Carole was tapping her foot, but it didn’t have the same effect in her flat, dog-walking boots as it did in her Louboutins. “Okay, Mom, this is what we’re going to do. You call Ginny Ferrara—she knows somebody in the park ing division, or maybe she knows somebody who knows somebody. I know there’s some sort of connection. Here, take this,” she added, stuffing a bunch of fifties in Mom’s hand. “For expenses. Meanwhile, I’m calling an Uber.”
They both got busy on their phones, Mom working through her network of contacts and Carole heading for the corner, where she waited for a silver Mercedes SUV. Her mother wouldn’t settle for less, she knew.
When the car pulled up, she hopped inside and sailed off, giving Mom a parting wave.

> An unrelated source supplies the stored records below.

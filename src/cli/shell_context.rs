//! Shared runtime state for CLI interactions and command execution.

use dialoguer::theme::ColorfulTheme;

use ledgerdesk_config::{Config, ConfigManager};
use ledgerdesk_core::{ApiTransport, ErpApi, SessionStore};
use ledgerdesk_domain::EntityId;

use super::registry::CommandRegistry;

/// API client with the transport and session store chosen at startup.
pub type CliApi = ErpApi<Box<dyn ApiTransport>, Box<dyn SessionStore>>;

#[derive(Debug, Clone, Copy, PartialEq, Eq)]
pub enum CliMode {
    Interactive,
    Script,
}

pub struct ShellContext {
    pub mode: CliMode,
    pub registry: CommandRegistry,
    pub theme: ColorfulTheme,
    pub api: CliApi,
    pub config_manager: ConfigManager,
    pub config: Config,
    /// Company picked with `company use`, else the configured default.
    pub company_id: Option<EntityId>,
    pub location_id: Option<EntityId>,
    pub last_command: Option<String>,
    pub running: bool,
}

impl ShellContext {
    pub fn status(&self) -> String {
        format!(
            "ShellContext {{ running: {}, last_command: {:?}, company: {:?}, location: {:?} }}",
            self.running, self.last_command, self.company_id, self.location_id
        )
    }
}
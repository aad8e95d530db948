use chrono::NaiveDate;
use rust_decimal::{Decimal, RoundingStrategy};

/// Two decimal places with thousands grouping, e.g. `-12,500.00`.
pub fn money(amount: Decimal) -> String {
    let rounded = amount.round_dp_with_strategy(2, RoundingStrategy::MidpointAwayFromZero);
    let text = format!("{:.2}", rounded.abs());
    let (whole, fraction) = text.split_once('.').unwrap_or((text.as_str(), "00"));

    let mut grouped = String::with_capacity(whole.len() + whole.len() / 3);
    for (idx, ch) in whole.chars().enumerate() {
        if idx > 0 && (whole.len() - idx) % 3 == 0 {
            grouped.push(',');
        }
        grouped.push(ch);
    }

    let sign = if rounded.is_sign_negative() && !rounded.is_zero() { "-" } else { "" };
    format!("{sign}{grouped}.{fraction}")
}

/// Blank for zero, used for the empty side of a debit/credit line.
pub fn money_or_blank(amount: Decimal) -> String {
    if amount.is_zero() {
        String::new()
    } else {
        money(amount)
    }
}

pub fn percent(value: Option<Decimal>) -> String {
    match value {
        Some(value) => format!("{:.2}%", value),
        None => "-".into(),
    }
}

pub fn date(value: NaiveDate, pattern: &str) -> String {
    value.format(pattern).to_string()
}

pub fn optional<T: ToString>(value: Option<T>) -> String {
    value.map(|v| v.to_string()).unwrap_or_else(|| "-".into())
}

pub fn yes_no(value: bool) -> &'static str {
    if value {
        "yes"
    } else {
        "no"
    }
}

#[cfg(test)]
mod tests {
    use super::*;

    #[test]
    fn money_groups_thousands() {
        assert_eq!(money(Decimal::new(1250000, 2)), "12,500.00");
        assert_eq!(money(Decimal::new(999, 0)), "999.00");
        assert_eq!(money(Decimal::new(1234567891, 1)), "123,456,789.10");
    }

    #[test]
    fn money_keeps_the_sign_and_rounds_half_away() {
        assert_eq!(money(Decimal::new(-100005, 3)), "-100.01");
        assert_eq!(money(Decimal::new(-1, 3)), "0.00");
    }

    #[test]
    fn zero_amounts_render_blank_on_voucher_lines() {
        assert_eq!(money_or_blank(Decimal::ZERO), "");
        assert_eq!(money_or_blank(Decimal::new(5, 0)), "5.00");
    }
}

Carole realized she was still in her cleaning lady disguise and probably looked as if she didn’t have two cents to her name. “This isn’t how I usually look …” she began.
“Whatever,” said the driver, with a shrug. “Your card went through; that’s all that matters to me. So is this some sort of prank? Like that old TV show? You know, the one where they pull tricks on people?”
“No. This is actually my life,” said Carole, with a sigh. Things were certainly not going her way; she had a lot on her plate, for sure, but she wasn’t about to bare her soul to an Uber driver. “Can you kind of hurry up?” she asked. “My mom’s waiting at the airport.”
“Once we’re through town, things should open up,” he said, referring to the stop-and-go traffic. He was right; they made good time, but Polly had been waiting close to an hour by the time Carole arrived. She was standing outside the terminal, impatiently drumming her fingers on her crossed arms, alongside a small mountain of Louis Vuitton luggage. She despised the current trend for wearing a comfy track suit for travel and was wearing instead a classic black-and-white tweed Chanel suit, complete with patent-leather Chanel pumps and the trademark quilted bag. She even smelled like Chanel, having doused herself liberally with Coco.
“Carole?” Polly pulled back when Carole jumped out of the car and attempted to embrace her.
“Yeah, it’s me, Mom. I mean, Polly.”
“What did you do to your hair?”
“It’s a wig,” said Carole, pulling it off.
“And why are you dressed like this? Has the IRS finally caught up with Frank?”
“I’ll explain later,” said Carole. “Hop in the car.”
Polly slid gracefully into the back seat, looking like Catherine Deneuve. “I have quite a bit of luggage,” she told the driver, expecting him to load it.
“I’ll pop the hatch,” he said.
“Well, really,” declared Carole, who had joined her mother in the back seat. She was pretty sure that he wouldn’t have dared to treat her like this if she weren’t dressed like a cleaning woman, and she wasn’t going to put up with it.
“Bad back,” he said, with a grimace, leaving Carole no option but to climb back out and load the suitcases into the car. When the cargo area was full, she put the rest in front, next to the driver, who was looking increasingly miserable. No doubt he was thinking he’d priced the trip too low.
“Look, this is for you,” said Carole, slipping him a fifty.
“Okay, where to now?”
“The Esplanade,” said Carole.
Fortunately for her, Will, the nice concierge, was on duty when they pulled up at the entrance, and he hurried out to help her unload the bags onto the luggage cart.
“Nice place,” said Polly, leading a little procession across the lobby to the elevator. “How long have you been here?”